Authentic Outport Experience – A Restored 1914 Biscuit Box Home in Bonavista

More than 100 years ago, Thomas Mouland returned to his home in Bonavista after a harrowing sealing trip during which 84 of his fellow sealers died after spending two nights on the ice without shelter.

Sitting on an old wooden chair at the kitchen table, the home’s current owner, Ken Sooley, asks if I’ve read “Death on the Ice”, the story of the 1914 sealing trip during which 132 men were left on the ice for two nights and two days. Thomas Mouland was one of the survivors of that ill-fated journey. This is his house. This is the story of his house.

Today the house remains largely unchanged from the way it was a century ago, with the exception of indoor plumbing and electricity being added and a front porch being lost. Ken wanted the home to feel authentic, leaving visitors with a sense of what outport living was like years ago. Since buying the property in 2007, he has been looking for items to furnish the house. While he’d like to bring the entire house back to its early days, finding period correct furniture in good shape is difficult, he said.

Instead, he has opted to go for a general vintage vibe that maintains the character of the home. It’s the reason the house doesn’t have a microwave or television. The goal of authenticity is also why the floor has been stripped down to the original floorboards, and why the walls are still the original thin board; scars of past repairs can still be seen. The trim is also original, each dent and nick left in place. Coats of brightly coloured paint give the home a summer feel. The work was done by carpenter Jerry Burton. As well as repairing doors and trim and pulling up flooring, he also worked to remove the decades of wallpaper built up on the wall.

As a visual reminder of the many looks of the home, he left scraps of wallpaper on one section of wall, framing it with a picture frame while the rest of the wall received a coat of paint. The result is what looks like an abstract work of art, but is really just the original wall.

The layers of linoleum that covered the kitchen floor also remain in the home, now acting as floor coverings on the stairs; each stair has a different linoleum pattern.

This home, like its original owner, has character and stories. Carpenter Lloyd Russell was involved with the Bonavista Historic Townscapes Foundation and knows many of those stories. He joined us at the kitchen table to share a few of them.

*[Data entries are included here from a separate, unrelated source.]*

impl GiteaClient {
    /// Path of the v1 API below the server URL.
    pub const API_PATH: &'static str = "/api/v1";

    /// Create a client for the Gitea server at `server_url`.
    ///
    /// # Errors
    /// Returns error if authentication fails or the URL is unusable.
    pub fn new(auth: &Auth, server_url: &str) -> Result<Self> {
        let base = format!("{}{}", server_url.trim().trim_end_matches('/'), Self::API_PATH);
        Self::with_base_url(auth, base)
    }

    /// Create a client with an explicit API base URL.
    ///
    /// # Errors
    /// Returns error if authentication fails or the URL is unusable.
    pub fn with_base_url(auth: &Auth, base_url: impl Into<String>) -> Result<Self> {
        let token = auth.resolve()?;
        let base_url = base_url.into();
        let parsed = Url::parse(&base_url).map_err(|_| Error::InvalidUrl(base_url.clone()))?;
        if parsed.cannot_be_a_base() {
            return Err(Error::InvalidUrl(base_url));
        }

        let client = Client::builder()
            .default_headers(
                [
                    (ACCEPT, HeaderValue::from_static("application/json")),
                    (USER_AGENT, HeaderValue::from_static("wave-cli")),
                ]
                .into_iter()
                .collect(),
            )
            .timeout(REQUEST_TIMEOUT)
            .build()?;

        Ok(Self {
            client,
            base_url: parsed,
            token,
        })
    }

    /// Build an endpoint URL; each segment is percent-encoded on its own.
    fn url(&self, segments: &[&str]) -> Result<Url> {
        let mut url = self.base_url.clone();
        url.path_segments_mut()
            .map_err(|()| Error::InvalidUrl(self.base_url.to_string()))?
            .pop_if_empty()
            .extend(segments);
        Ok(url)
    }

    /// URL below `/repos/{owner}/{repo}`.
    fn repo_url(&self, owner: &str, repo: &str, rest: &[&str]) -> Result<Url> {
        let mut segments = vec!["repos", owner, repo];
        segments.extend_from_slice(rest);
        self.url(&segments)
    }

    /// URL of a path in the contents API, at `git_ref`.
    fn contents_url(&self, owner: &str, repo: &str, git_ref: &str, path: &str) -> Result<Url> {
        let mut rest = vec!["contents"];
        rest.extend(path.split('/').filter(|s| !s.is_empty()));
        let mut url = self.repo_url(owner, repo, &rest)?;
        url.query_pairs_mut().append_pair("ref", git_ref);
        Ok(url)
    }

    fn request(&self, method: Method, url: Url) -> RequestBuilder {
        tracing::trace!(%method, %url, "gitea request");
        self.client.request(method, url).header(
            AUTHORIZATION,
            format!("token {}", self.token.expose_secret()),
        )
    }

    /// Make a GET request.
    async fn get<T: DeserializeOwned>(&self, url: Url) -> Result<T> {
        let response = self.request(Method::GET, url).send().await?;
        self.handle_response(response).await
    }

    /// Make a GET request, mapping 404 to `None`.
    async fn get_optional<T: DeserializeOwned>(&self, url: Url) -> Result<Option<T>> {
        match self.get(url).await {
            Ok(value) => Ok(Some(value)),
            Err(e) if e.is_not_found() => Ok(None),
            Err(e) => Err(e),
        }
    }

    /// GET every page of a list endpoint.
    async fn get_paginated<T: DeserializeOwned>(&self, url: Url) -> Result<Vec<T>> {
        let mut items = Vec::new();
        let mut page = 1_u32;
        loop {
            let mut page_url = url.clone();
            page_url
                .query_pairs_mut()
                .append_pair("page", &page.to_string())
                .append_pair("limit", &PAGE_LIMIT.to_string());

            let batch: Vec<T> = self.get(page_url).await?;
            let last = batch.len() < PAGE_LIMIT;
            items.extend(batch);
            if last {
                return Ok(items);
            }
            page += 1;
        }
    }

    /// Make a request with a JSON body and parse the JSON response.
    async fn send_json<T: DeserializeOwned, B: Serialize + Sync>(
        &self,
        method: Method,
        url: Url,
        body: &B,
    ) -> Result<T> {
        let response = self.request(method, url).json(body).send().await?;
        self.handle_response(response).await
    }

    /// Send a request whose response body is ignored.
    async fn send_empty(&self, request: RequestBuilder) -> Result<()> {
        let response = request.send().await?;
        if response.status().is_success() {
            return Ok(());
        }
        Err(Self::error_from(response).await)
    }

    /// Make a DELETE request.
    async fn delete(&self, url: Url) -> Result<()> {
        self.send_empty(self.request(Method::DELETE, url)).await
    }

    /// Handle API response.
    async fn handle_response<T: DeserializeOwned>(&self, response: Response) -> Result<T> {
        if response.status().is_success() {
            let bytes = response.bytes().await?;
            return Ok(serde_json::from_slice(&bytes)?);
        }
        Err(Self::error_from(response).await)
    }

    /// Map an unsuccessful response to an error.
    async fn error_from(response: Response) -> Error {
        let status_code = response.status().as_u16();

        match status_code {
            401 => Error::AuthenticationFailed,
            429 => Error::RateLimited,
            403 if response
                .headers()
                .get("x-ratelimit-remaining")
                .is_some_and(|v| v == "0") =>
            {
                Error::RateLimited
            }
            _ => {
                let text = response.text().await.unwrap_or_default();
                let message = serde_json::from_str::<ApiErrorBody>(&text)
                    .map(|body| body.message)
                    .unwrap_or(text);
                Error::ApiError {
                    status: status_code,
                    message,
                }
            }
        }
    }

    // === Repository ===

    /// Get a repository.
    ///
    /// # Errors
    /// Returns error if the repository is not found or the API call fails.
    pub async fn get_repo(&self, owner: &str, repo: &str) -> Result<Repository> {
        self.get(self.repo_url(owner, repo, &[])?).await
    }

    /// Edit repository settings.
    ///
    /// # Errors
    /// Returns error if the API call fails.
    pub async fn edit_repo(
        &self,
        owner: &str,
        repo: &str,
        settings: &RepoSettings,
    ) -> Result<Repository> {
        self.send_json(Method::PATCH, self.repo_url(owner, repo, &[])?, settings)
            .await
    }

    /// List every repository of an organization.
    ///
    /// # Errors
    /// Returns error if the API call fails.
    pub async fn list_org_repos(&self, org: &str) -> Result<Vec<Repository>> {
        self.get_paginated(self.url(&["orgs", org, "repos"])?).await
    }

    // === Topics ===

    /// List repository topics.
    ///
    /// # Errors
    /// Returns error if the API call fails.
    pub async fn list_topics(&self, owner: &str, repo: &str) -> Result<Vec<String>> {
        let response: TopicsResponse = self.get(self.repo_url(owner, repo, &["topics"])?).await?;
        Ok(response.topics.unwrap_or_default())
    }

    /// Replace all repository topics.
    ///
    /// # Errors
    /// Returns error if the API call fails.
    pub async fn set_topics(&self, owner: &str, repo: &str, topics: &[String]) -> Result<()> {
        let url = self.repo_url(owner, repo, &["topics"])?;
        self.send_empty(self.request(Method::PUT, url).json(&TopicsRequest { topics }))
            .await
    }

    /// Add one topic.
    ///
    /// # Errors
    /// Returns error if the API call fails.
    pub async fn add_topic(&self, owner: &str, repo: &str, topic: &str) -> Result<()> {
        let url = self.repo_url(owner, repo, &["topics", topic])?;
        self.send_empty(self.request(Method::PUT, url)).await
    }

    // === Branch protections ===

    /// List branch protection rules.
    ///
    /// # Errors
    /// Returns error if the API call fails.
    pub async fn list_branch_protections(
        &self,
        owner: &str,
        repo: &str,
    ) -> Result<Vec<BranchProtection>> {
        self.get(self.repo_url(owner, repo, &["branch_protections"])?)
            .await
    }

    /// Create a branch protection rule.
    ///
    /// # Errors
    /// Returns error if the API call fails.
    pub async fn create_branch_protection(
        &self,
        owner: &str,
        repo: &str,
        rule: &BranchProtection,
    ) -> Result<BranchProtection> {
        let url = self.repo_url(owner, repo, &["branch_protections"])?;
        self.send_json(Method::POST, url, rule).await
    }

    /// Edit a branch protection rule by name.
    ///
    /// # Errors
    /// Returns error if the API call fails.
    pub async fn edit_branch_protection(
        &self,
        owner: &str,
        repo: &str,
        name: &str,
        rule: &BranchProtection,
    ) -> Result<BranchProtection> {
        let url = self.repo_url(owner, repo, &["branch_protections", name])?;
        self.send_json(Method::PATCH, url, rule).await
    }

    /// Delete a branch protection rule by name.
    ///
    /// # Errors
    /// Returns error if the API call fails.
    pub async fn delete_branch_protection(&self, owner: &str, repo: &str, name: &str) -> Result<()> {
        self.delete(self.repo_url(owner, repo, &["branch_protections", name])?)
            .await
    }

    // === Tag protections ===

    /// List tag protection rules.
    ///
    /// # Errors
    /// Returns error if the API call fails.
    pub async fn list_tag_protections(&self, owner: &str, repo: &str) -> Result<Vec<TagProtection>> {
        self.get(self.repo_url(owner, repo, &["tag_protections"])?)
            .await
    }

    /// Create a tag protection rule.
    ///
    /// # Errors
    /// Returns error if the API call fails.
    pub async fn create_tag_protection(
        &self,
        owner: &str,
        repo: &str,
        rule: &TagProtection,
    ) -> Result<TagProtection> {
        let url = self.repo_url(owner, repo, &["tag_protections"])?;
        self.send_json(Method::POST, url, rule).await
    }

    /// Edit a tag protection rule by id.
    ///
    /// # Errors
    /// Returns error if the API call fails.
    pub async fn edit_tag_protection(
        &self,
        owner: &str,
        repo: &str,
        id: u64,
        rule: &TagProtection,
    ) -> Result<TagProtection> {
        let id = id.to_string();
        let url = self.repo_url(owner, repo, &["tag_protections", &id])?;
        self.send_json(Method::PATCH, url, rule).await
    }

    /// Delete a tag protection rule by id.
    ///
    /// # Errors
    /// Returns error if the API call fails.
    pub async fn delete_tag_protection(&self, owner: &str, repo: &str, id: u64) -> Result<()> {
        let id = id.to_string();
        self.delete(self.repo_url(owner, repo, &["tag_protections", &id])?)
            .await
    }

    // === Webhooks ===

    /// List webhooks.
    ///
    /// # Errors
    /// Returns error if the API call fails.
    pub async fn list_hooks(&self, owner: &str, repo: &str) -> Result<Vec<Webhook>> {
        self.get_paginated(self.repo_url(owner, repo, &["hooks"])?)
            .await
    }

    /// Create a webhook.
    ///
    /// # Errors
    /// Returns error if the API call fails.
    pub async fn create_hook(&self, owner: &str, repo: &str, hook: &Webhook) -> Result<Webhook> {
        let url = self.repo_url(owner, repo, &["hooks"])?;
        self.send_json(Method::POST, url, hook).await
    }

    /// Edit a webhook by id.
    ///
    /// # Errors
    /// Returns error if the API call fails.
    pub async fn edit_hook(
        &self,
        owner: &str,
        repo: &str,
        id: u64,
        hook: &Webhook,
    ) -> Result<Webhook> {
        let id = id.to_string();
        let url = self.repo_url(owner, repo, &["hooks", &id])?;
        self.send_json(Method::PATCH, url, hook).await
    }

    /// Delete a webhook by id.
    ///
    /// # Errors
    /// Returns error if the API call fails.
    pub async fn delete_hook(&self, owner: &str, repo: &str, id: u64) -> Result<()> {
        let id = id.to_string();
        self.delete(self.repo_url(owner, repo, &["hooks", &id])?)
            .await
    }

    // === Contents ===

    /// Get a branch, or `None` if it does not exist.
    ///
    /// # Errors
    /// Returns error if the API call fails.
    pub async fn get_branch(&self, owner: &str, repo: &str, branch: &str) -> Result<Option<Branch>> {
        self.get_optional(self.repo_url(owner, repo, &["branches", branch])?)
            .await
    }

    /// Get a single file, or `None` if it does not exist.
    ///
    /// # Errors
    /// Returns error if the API call fails.
    pub async fn get_file(
        &self,
        owner: &str,
        repo: &str,
        git_ref: &str,
        path: &str,
    ) -> Result<Option<ContentEntry>> {
        self.get_optional(self.contents_url(owner, repo, git_ref, path)?)
            .await
    }

    /// List a directory; a missing directory is empty.
    ///
    /// # Errors
    /// Returns error if the API call fails.
    pub async fn list_dir(
        &self,
        owner: &str,
        repo: &str,
        git_ref: &str,
        path: &str,
    ) -> Result<Vec<ContentEntry>> {
        Ok(self
            .get_optional(self.contents_url(owner, repo, git_ref, path)?)
            .await?
            .unwrap_or_default())
    }

    /// Commit several file changes at once.
    ///
    /// # Errors
    /// Returns error if the API call fails.
    pub async fn change_files(&self, owner: &str, repo: &str, request: &ChangeFiles) -> Result<()> {
        let url = self.repo_url(owner, repo, &["contents"])?;
        self.send_empty(self.request(Method::POST, url).json(request))
            .await
    }

    /// Open a pull request.
    ///
    /// # Errors
    /// Returns error if the API call fails.
    pub async fn create_pull_request(
        &self,
        owner: &str,
        repo: &str,
        pr: &CreatePullRequest,
    ) -> Result<PullRequest> {
        let url = self.repo_url(owner, repo, &["pulls"])?;
        self.send_json(Method::POST, url, pr).await
    }
}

The exact age of the house isn’t known, although Lloyd and Ken both agree, after talking with old-timers and researching the home, that it’s definitely over 100 years old. For much of its life, it sat about 100 metres away. Back then, says Lloyd, the people of Bonavista built their homes close together. There were no cars, so there were no wide roads to accommodate them. Thomas Mouland, followed by his son, lived in the house for years, well into the latter part of the previous century. But then they left and the home changed hands, the keys now belonging to the neighbour.

The house sat vacant for years, falling into disrepair until it was, in the mind of its new owner, only good for tearing down. He lived in the adjacent house, and wanted to turn his home into a bed and breakfast. The Mouland’s old house was cramping his vision.

The Bonavista Historical Townscape Society, recognizing the historical importance of the home, deemed it worthy of preserving. The owner sold it to the society on the condition it be moved.

Mouland’s old home was moved across the street, onto a plot of land that Lloyd notes is boggy. To prevent the house from sinking into the soft ground, the society dug a large hole, filled it with blast rock, then smaller rock, before pouring a cement foundation for the home. Then one rainy day they lifted the house off the spot where it was built, placed it on greased poles and eased, coaxed and rolled it the 100 or so metres to its new location.

The original owners didn’t really move out – they just left. Beds, dishes, furniture, clothes, letters, the remains of lives lived, were all still inside as the house was moved. They remained there as a crew of former fish plant workers turned carpenters put new cladding on the home’s exterior and rebuilt the windows that needed repair. Those new windows are built in the same style as the original ones, reusing the glass. Historically accurate reproductions is one of both Lloyd and Jerry’s specialties, and looking at the home it’s very difficult to tell which windows are new and which are original.

The house exterior’s new cladding was given a coat of yellow paint and then it was again left. The inside hadn’t been touched, but from the outside the house had been transformed into one of those postcard images that wordlessly extoll the virtues of outport Newfoundland life. It was around this time that Ken arrived in Bonavista, looking for a traditional outport home to purchase. He liked the story behind this house, and its link to the province’s fishery.

Hanging from the now unused chimney is a wooden club, painted in stripes. Ken lifts it, feeling its weight in his hand.

“This is a real sealing club,” he says. A neighbour gave it to him after he bought the house. It’s now a prop, a visual link to the home’s intangible past.

A framed document, the paper brown with age and water stained, hangs on the wall. It recognizes membership in a fisherman’s union, and is dated 1869. It’s not in perfect condition, but it’s authentic. That framed piece of paper is much like the house in which it hangs. Not perfect, but authentic.